> Directions for this task:
Return, from the lines below, each one that includes the word "RenderFailure".

> Records:

···

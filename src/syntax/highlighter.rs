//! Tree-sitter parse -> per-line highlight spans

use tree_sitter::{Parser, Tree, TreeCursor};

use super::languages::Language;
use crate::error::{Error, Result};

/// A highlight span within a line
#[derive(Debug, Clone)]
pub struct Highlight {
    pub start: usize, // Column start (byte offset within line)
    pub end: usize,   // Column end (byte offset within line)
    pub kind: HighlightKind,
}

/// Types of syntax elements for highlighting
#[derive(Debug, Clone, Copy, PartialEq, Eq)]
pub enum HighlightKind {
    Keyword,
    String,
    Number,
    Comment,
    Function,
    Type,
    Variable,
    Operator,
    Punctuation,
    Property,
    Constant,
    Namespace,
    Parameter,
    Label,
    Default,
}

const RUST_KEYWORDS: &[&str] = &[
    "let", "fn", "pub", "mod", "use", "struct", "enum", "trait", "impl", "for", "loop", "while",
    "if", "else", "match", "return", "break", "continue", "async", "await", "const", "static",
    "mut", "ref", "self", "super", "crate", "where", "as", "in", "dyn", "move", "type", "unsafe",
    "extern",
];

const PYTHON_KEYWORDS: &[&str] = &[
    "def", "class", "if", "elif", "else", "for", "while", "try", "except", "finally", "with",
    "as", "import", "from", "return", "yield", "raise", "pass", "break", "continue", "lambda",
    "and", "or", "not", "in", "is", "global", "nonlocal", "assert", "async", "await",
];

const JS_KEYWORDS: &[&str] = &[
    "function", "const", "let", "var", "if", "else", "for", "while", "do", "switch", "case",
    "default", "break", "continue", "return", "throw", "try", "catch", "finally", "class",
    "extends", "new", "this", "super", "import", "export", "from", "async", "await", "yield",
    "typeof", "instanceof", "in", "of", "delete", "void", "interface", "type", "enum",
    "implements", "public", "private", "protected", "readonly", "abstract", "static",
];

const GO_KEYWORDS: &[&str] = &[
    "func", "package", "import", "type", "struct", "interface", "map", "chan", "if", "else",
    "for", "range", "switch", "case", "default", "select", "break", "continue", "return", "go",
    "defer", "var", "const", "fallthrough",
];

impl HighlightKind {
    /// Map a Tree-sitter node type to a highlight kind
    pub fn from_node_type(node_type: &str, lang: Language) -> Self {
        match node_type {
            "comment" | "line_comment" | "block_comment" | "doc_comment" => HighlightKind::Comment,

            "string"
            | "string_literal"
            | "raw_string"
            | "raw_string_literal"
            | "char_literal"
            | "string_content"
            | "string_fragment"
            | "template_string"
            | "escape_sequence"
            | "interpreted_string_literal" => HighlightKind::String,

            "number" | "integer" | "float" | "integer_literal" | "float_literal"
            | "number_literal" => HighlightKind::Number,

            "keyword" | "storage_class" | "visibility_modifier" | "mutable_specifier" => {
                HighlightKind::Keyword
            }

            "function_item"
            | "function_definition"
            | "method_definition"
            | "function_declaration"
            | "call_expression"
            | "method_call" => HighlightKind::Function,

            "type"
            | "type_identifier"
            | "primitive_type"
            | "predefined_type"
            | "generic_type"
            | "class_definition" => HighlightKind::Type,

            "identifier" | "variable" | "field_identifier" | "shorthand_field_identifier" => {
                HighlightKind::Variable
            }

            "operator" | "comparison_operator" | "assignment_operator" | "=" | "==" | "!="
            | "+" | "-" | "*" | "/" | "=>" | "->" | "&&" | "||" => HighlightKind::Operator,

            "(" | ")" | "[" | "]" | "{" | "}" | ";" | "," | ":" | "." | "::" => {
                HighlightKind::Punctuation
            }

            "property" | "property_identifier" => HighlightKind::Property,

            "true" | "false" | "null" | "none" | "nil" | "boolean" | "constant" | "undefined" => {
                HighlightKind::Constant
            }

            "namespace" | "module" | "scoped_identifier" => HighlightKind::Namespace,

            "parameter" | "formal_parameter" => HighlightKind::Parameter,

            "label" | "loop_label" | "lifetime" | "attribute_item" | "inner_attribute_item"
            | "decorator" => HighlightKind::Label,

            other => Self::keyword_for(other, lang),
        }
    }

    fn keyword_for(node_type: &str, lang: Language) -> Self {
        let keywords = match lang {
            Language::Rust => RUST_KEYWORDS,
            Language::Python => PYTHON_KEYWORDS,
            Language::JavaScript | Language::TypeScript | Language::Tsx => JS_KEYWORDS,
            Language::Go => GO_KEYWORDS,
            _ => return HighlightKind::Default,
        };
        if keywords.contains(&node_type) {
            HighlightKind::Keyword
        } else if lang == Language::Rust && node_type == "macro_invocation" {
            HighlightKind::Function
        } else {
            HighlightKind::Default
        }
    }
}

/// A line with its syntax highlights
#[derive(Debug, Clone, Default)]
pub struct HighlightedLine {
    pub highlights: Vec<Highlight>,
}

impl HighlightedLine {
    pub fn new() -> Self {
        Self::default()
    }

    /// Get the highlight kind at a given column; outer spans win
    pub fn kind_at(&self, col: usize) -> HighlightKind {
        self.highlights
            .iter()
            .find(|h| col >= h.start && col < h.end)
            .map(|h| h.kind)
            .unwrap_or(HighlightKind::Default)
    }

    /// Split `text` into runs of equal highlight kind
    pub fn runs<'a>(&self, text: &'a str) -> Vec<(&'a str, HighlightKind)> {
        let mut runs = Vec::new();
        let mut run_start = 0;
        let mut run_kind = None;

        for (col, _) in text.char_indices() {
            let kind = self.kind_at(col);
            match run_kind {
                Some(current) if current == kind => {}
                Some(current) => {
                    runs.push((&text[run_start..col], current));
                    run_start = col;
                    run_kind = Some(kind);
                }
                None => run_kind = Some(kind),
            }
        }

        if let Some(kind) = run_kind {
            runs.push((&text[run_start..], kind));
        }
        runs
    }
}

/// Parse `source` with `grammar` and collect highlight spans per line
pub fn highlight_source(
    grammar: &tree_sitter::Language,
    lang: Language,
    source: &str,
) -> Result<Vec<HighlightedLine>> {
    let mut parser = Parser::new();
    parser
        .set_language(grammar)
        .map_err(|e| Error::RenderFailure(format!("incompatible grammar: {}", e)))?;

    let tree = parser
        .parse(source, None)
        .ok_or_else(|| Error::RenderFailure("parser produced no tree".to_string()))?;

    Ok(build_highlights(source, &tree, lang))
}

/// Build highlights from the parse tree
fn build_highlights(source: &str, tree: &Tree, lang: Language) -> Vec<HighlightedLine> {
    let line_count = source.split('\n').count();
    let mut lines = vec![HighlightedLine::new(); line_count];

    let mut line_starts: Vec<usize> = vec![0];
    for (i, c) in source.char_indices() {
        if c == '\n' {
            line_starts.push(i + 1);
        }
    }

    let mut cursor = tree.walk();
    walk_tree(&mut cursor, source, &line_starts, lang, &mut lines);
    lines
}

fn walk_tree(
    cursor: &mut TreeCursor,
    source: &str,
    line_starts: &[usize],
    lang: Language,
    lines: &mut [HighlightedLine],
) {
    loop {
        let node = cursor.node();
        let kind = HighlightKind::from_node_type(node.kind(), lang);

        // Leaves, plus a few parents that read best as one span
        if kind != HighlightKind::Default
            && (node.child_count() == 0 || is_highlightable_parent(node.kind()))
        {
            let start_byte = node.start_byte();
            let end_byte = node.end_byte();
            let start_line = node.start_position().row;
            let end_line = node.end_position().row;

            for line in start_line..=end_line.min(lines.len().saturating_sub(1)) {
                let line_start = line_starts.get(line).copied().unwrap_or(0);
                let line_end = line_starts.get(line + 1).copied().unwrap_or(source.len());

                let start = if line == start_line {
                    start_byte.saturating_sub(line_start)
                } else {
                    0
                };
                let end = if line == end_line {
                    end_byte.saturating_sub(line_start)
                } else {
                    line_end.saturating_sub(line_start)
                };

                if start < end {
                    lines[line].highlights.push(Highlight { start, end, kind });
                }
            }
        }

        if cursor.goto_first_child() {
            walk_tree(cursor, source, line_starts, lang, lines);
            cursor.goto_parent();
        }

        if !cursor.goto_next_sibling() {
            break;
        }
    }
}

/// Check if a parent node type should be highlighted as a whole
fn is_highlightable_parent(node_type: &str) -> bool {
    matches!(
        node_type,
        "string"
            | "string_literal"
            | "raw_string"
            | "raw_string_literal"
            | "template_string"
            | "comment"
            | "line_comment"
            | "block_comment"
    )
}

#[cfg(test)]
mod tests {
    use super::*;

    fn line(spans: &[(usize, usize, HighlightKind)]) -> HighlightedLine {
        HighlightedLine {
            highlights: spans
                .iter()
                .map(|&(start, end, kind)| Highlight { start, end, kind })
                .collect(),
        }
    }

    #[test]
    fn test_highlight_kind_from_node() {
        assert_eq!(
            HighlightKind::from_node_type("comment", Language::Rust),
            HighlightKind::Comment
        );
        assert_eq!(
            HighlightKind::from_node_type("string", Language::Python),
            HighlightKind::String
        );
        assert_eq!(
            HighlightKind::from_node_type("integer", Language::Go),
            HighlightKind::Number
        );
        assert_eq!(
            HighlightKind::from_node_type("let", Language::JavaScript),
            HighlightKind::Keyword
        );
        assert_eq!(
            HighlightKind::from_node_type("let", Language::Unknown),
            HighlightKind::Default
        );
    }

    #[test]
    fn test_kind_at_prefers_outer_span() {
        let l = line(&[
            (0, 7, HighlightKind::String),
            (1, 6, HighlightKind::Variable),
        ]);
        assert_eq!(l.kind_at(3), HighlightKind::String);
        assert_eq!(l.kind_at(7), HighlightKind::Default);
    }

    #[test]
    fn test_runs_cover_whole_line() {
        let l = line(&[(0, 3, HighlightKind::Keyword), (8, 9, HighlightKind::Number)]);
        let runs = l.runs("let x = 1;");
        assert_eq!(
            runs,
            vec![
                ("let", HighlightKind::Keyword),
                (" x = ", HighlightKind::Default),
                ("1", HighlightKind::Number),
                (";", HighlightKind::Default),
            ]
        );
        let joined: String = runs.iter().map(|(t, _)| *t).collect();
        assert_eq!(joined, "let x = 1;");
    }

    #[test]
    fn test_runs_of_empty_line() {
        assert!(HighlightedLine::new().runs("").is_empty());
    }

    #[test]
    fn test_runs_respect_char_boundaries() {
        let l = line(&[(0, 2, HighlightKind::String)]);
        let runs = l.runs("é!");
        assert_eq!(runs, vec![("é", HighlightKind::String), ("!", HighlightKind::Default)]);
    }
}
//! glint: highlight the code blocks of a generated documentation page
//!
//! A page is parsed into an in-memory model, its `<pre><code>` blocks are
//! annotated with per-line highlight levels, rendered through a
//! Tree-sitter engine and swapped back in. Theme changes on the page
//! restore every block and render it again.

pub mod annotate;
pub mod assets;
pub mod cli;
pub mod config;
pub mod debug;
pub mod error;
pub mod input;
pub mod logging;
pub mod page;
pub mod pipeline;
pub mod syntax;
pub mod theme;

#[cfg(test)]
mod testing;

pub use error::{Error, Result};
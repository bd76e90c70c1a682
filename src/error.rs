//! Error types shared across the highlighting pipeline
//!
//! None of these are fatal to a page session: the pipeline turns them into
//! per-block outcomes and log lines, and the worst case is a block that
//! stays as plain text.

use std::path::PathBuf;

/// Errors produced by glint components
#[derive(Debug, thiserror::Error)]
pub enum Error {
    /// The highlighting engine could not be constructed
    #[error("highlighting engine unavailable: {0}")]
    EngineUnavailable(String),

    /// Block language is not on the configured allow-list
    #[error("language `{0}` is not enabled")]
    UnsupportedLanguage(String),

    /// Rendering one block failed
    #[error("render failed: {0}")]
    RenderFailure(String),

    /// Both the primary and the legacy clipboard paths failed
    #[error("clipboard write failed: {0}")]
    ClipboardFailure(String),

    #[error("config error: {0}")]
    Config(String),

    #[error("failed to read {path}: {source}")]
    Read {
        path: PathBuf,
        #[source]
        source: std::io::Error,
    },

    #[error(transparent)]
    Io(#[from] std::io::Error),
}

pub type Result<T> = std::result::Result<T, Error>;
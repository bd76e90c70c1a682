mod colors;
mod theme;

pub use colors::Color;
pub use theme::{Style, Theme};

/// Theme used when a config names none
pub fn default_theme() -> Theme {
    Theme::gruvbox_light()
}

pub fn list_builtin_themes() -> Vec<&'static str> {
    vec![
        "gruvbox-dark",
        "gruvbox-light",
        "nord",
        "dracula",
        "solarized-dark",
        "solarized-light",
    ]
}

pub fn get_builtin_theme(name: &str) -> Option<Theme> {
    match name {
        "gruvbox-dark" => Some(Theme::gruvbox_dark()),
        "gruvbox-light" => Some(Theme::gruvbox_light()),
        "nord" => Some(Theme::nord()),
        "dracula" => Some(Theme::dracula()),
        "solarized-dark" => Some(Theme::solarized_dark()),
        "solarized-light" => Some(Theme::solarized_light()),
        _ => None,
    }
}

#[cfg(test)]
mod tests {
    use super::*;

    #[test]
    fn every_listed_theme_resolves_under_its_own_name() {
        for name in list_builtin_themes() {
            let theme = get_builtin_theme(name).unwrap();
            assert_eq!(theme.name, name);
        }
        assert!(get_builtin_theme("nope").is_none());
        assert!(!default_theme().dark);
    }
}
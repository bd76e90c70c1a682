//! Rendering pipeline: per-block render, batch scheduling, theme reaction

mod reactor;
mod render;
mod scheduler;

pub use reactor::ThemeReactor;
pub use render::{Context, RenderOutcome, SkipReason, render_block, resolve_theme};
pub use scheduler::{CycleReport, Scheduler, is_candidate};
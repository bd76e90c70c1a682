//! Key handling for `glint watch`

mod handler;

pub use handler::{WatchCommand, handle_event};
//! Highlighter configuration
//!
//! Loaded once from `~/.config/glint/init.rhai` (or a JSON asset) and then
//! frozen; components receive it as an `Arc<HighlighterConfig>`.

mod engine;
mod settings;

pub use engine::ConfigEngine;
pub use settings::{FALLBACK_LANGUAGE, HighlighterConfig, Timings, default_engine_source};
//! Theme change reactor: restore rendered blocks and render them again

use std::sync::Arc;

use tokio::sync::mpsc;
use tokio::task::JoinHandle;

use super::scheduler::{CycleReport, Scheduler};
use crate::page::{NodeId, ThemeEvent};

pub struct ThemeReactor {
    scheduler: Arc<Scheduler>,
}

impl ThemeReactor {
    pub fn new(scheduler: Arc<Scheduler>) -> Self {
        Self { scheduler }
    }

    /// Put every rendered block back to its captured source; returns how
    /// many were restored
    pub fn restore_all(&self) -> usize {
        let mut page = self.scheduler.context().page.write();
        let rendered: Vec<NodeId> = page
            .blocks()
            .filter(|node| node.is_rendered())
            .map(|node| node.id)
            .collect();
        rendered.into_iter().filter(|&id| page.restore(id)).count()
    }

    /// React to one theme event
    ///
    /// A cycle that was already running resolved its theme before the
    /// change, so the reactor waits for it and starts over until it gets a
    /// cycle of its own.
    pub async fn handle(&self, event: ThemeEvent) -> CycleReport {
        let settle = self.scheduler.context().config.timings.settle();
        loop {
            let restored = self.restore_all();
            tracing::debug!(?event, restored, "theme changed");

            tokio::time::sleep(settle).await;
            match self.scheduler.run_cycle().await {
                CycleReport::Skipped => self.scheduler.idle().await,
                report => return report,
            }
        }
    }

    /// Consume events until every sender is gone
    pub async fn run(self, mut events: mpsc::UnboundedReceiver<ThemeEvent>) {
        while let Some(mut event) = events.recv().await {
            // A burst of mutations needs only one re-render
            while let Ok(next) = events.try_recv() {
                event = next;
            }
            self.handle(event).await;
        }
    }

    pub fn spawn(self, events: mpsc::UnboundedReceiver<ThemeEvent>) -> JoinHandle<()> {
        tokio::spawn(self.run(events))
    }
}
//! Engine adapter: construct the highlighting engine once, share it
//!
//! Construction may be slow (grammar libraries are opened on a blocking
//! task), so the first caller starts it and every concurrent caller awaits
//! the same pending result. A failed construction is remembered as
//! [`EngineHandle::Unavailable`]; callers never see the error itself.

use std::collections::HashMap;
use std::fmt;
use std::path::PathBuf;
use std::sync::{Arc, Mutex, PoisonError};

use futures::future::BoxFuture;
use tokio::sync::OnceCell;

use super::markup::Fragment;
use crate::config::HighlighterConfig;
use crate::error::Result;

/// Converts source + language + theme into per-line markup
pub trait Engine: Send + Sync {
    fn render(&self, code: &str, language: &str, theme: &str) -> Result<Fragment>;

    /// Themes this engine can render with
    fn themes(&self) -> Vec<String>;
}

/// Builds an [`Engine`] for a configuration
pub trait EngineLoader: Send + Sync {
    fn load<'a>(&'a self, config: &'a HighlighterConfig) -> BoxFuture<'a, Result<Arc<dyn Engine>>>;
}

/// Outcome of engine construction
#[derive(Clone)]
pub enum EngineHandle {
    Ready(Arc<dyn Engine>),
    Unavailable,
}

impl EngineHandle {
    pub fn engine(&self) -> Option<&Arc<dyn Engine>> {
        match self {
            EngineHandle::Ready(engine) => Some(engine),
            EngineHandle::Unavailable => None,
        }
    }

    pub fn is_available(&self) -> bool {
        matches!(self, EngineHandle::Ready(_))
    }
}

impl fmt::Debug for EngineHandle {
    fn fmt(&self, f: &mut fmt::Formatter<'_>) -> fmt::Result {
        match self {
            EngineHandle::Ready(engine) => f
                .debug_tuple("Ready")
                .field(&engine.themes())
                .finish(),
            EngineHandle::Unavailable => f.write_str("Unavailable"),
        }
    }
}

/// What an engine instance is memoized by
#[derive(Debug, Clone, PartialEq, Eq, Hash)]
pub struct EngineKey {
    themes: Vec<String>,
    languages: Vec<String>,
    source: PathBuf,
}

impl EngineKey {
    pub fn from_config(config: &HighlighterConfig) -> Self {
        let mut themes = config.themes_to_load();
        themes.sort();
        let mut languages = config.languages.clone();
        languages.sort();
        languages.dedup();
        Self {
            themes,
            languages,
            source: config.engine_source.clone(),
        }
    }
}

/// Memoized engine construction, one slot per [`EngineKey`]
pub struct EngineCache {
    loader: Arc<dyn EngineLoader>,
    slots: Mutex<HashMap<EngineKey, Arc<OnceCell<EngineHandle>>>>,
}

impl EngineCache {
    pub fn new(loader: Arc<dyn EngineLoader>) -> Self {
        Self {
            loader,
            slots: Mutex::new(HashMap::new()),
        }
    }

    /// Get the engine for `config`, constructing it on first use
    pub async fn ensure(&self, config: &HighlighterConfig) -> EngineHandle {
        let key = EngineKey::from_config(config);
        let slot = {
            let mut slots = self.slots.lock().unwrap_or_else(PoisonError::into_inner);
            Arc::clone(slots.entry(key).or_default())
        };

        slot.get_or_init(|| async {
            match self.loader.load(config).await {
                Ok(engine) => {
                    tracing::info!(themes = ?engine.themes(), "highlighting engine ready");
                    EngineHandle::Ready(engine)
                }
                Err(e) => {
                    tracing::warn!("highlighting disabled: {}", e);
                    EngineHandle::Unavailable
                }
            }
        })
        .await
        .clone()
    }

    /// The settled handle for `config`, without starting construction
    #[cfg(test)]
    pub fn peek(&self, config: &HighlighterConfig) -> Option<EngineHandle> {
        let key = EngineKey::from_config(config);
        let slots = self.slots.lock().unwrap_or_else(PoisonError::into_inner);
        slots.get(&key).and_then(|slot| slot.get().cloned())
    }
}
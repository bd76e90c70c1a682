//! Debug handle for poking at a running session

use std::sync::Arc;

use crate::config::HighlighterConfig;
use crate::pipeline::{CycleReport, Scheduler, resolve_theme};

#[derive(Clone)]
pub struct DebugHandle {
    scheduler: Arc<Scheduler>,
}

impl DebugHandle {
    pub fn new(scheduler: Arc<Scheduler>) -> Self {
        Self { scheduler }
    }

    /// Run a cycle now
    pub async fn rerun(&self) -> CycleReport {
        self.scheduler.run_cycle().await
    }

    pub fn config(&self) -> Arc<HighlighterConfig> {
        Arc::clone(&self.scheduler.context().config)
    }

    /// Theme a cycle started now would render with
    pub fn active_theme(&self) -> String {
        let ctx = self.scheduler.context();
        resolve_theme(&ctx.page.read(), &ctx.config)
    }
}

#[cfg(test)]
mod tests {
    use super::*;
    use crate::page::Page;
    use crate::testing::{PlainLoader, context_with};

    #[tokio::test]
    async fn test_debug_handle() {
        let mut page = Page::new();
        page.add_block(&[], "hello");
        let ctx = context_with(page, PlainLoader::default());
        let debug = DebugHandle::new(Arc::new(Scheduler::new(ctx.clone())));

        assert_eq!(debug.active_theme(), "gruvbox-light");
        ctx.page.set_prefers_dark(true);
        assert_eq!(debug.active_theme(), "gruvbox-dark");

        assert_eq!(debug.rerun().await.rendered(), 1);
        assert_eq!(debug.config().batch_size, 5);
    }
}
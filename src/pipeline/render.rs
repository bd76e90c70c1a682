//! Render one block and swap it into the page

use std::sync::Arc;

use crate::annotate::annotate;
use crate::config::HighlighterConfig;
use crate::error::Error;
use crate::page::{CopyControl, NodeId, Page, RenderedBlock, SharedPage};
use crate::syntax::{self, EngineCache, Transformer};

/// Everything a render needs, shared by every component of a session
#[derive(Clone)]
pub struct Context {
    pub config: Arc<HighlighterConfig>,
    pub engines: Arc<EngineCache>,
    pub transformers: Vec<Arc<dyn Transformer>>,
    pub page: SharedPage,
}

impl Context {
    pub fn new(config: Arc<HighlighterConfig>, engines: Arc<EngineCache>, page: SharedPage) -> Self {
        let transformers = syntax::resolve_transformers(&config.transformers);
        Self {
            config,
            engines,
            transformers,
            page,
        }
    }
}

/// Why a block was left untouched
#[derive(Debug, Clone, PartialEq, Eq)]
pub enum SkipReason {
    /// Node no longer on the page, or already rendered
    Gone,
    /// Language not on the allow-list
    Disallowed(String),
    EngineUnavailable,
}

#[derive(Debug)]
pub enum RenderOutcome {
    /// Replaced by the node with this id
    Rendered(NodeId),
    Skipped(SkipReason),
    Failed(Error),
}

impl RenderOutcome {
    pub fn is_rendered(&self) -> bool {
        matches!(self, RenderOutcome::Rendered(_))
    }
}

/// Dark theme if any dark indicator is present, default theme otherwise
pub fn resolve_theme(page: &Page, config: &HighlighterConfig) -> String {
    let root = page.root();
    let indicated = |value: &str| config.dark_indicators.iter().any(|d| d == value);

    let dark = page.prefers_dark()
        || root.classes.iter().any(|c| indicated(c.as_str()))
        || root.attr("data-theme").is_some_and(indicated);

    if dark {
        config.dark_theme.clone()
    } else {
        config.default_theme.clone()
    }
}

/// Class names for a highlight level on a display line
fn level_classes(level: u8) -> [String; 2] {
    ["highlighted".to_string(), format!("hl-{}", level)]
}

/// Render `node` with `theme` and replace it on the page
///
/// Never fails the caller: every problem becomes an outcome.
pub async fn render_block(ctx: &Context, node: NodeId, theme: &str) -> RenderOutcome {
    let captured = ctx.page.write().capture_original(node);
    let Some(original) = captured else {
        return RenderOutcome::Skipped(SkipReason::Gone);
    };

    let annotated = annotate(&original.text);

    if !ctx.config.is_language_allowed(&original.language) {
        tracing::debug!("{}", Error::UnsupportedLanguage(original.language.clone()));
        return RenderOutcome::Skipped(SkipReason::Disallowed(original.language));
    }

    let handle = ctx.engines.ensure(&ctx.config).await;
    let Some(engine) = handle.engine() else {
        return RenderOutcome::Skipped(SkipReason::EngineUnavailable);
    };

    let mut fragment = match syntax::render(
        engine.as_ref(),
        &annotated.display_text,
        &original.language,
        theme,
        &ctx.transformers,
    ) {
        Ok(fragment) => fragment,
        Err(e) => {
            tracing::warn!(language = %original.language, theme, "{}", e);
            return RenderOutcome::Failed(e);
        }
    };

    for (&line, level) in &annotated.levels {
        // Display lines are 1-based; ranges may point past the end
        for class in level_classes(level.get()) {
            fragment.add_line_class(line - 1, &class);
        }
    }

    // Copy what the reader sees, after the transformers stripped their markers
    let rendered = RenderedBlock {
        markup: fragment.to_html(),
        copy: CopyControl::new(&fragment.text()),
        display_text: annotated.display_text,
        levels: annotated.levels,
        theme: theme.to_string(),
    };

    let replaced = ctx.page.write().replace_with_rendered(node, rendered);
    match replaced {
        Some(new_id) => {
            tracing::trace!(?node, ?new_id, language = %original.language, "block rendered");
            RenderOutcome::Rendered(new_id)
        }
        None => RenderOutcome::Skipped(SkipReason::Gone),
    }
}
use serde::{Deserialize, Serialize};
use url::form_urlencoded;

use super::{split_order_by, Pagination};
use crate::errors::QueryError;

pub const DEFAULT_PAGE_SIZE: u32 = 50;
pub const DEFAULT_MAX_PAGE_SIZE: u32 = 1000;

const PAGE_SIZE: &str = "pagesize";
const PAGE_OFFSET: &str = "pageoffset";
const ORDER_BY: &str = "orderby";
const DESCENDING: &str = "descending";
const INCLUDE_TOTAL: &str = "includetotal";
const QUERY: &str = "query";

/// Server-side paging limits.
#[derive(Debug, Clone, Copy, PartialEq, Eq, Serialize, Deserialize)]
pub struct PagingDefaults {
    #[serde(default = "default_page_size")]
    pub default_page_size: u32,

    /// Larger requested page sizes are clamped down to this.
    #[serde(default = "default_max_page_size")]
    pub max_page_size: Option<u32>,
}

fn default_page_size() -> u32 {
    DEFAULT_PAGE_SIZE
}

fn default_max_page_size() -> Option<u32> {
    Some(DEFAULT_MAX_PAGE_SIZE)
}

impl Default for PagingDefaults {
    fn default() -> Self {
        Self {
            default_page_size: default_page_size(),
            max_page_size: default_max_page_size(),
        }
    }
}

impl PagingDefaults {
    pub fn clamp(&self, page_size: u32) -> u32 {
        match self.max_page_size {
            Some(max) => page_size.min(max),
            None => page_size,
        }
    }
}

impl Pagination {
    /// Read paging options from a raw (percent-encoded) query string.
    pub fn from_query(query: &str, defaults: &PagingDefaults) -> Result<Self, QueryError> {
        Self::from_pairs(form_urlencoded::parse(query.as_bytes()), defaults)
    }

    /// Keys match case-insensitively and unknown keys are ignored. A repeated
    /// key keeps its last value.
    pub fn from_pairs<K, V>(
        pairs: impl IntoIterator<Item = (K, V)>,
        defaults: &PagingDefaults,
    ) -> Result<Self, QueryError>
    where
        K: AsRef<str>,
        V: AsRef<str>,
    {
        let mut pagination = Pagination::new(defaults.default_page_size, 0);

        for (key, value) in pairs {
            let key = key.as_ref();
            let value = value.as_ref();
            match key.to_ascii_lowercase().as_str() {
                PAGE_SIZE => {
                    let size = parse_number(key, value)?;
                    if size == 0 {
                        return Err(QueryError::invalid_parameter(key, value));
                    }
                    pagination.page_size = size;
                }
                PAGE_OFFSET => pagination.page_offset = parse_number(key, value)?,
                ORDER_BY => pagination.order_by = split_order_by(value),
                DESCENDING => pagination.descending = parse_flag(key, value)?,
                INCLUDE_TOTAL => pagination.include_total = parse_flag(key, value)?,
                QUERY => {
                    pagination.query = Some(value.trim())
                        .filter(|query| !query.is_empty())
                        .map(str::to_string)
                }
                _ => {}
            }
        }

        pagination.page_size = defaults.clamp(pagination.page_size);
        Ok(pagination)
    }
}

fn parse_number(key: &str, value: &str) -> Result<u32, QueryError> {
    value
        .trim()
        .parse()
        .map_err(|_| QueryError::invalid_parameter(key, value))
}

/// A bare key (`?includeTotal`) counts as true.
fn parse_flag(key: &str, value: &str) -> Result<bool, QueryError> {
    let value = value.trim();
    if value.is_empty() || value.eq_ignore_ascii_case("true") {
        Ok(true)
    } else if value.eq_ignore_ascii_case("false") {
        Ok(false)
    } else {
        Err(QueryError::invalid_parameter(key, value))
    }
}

···

> Result of this exercise:
        .map_err(|e| Error::RenderFailure(format!("incompatible grammar: {}", e)))?;
        .ok_or_else(|| Error::RenderFailure("parser produced no tree".to_string()))?;
    RenderFailure(String),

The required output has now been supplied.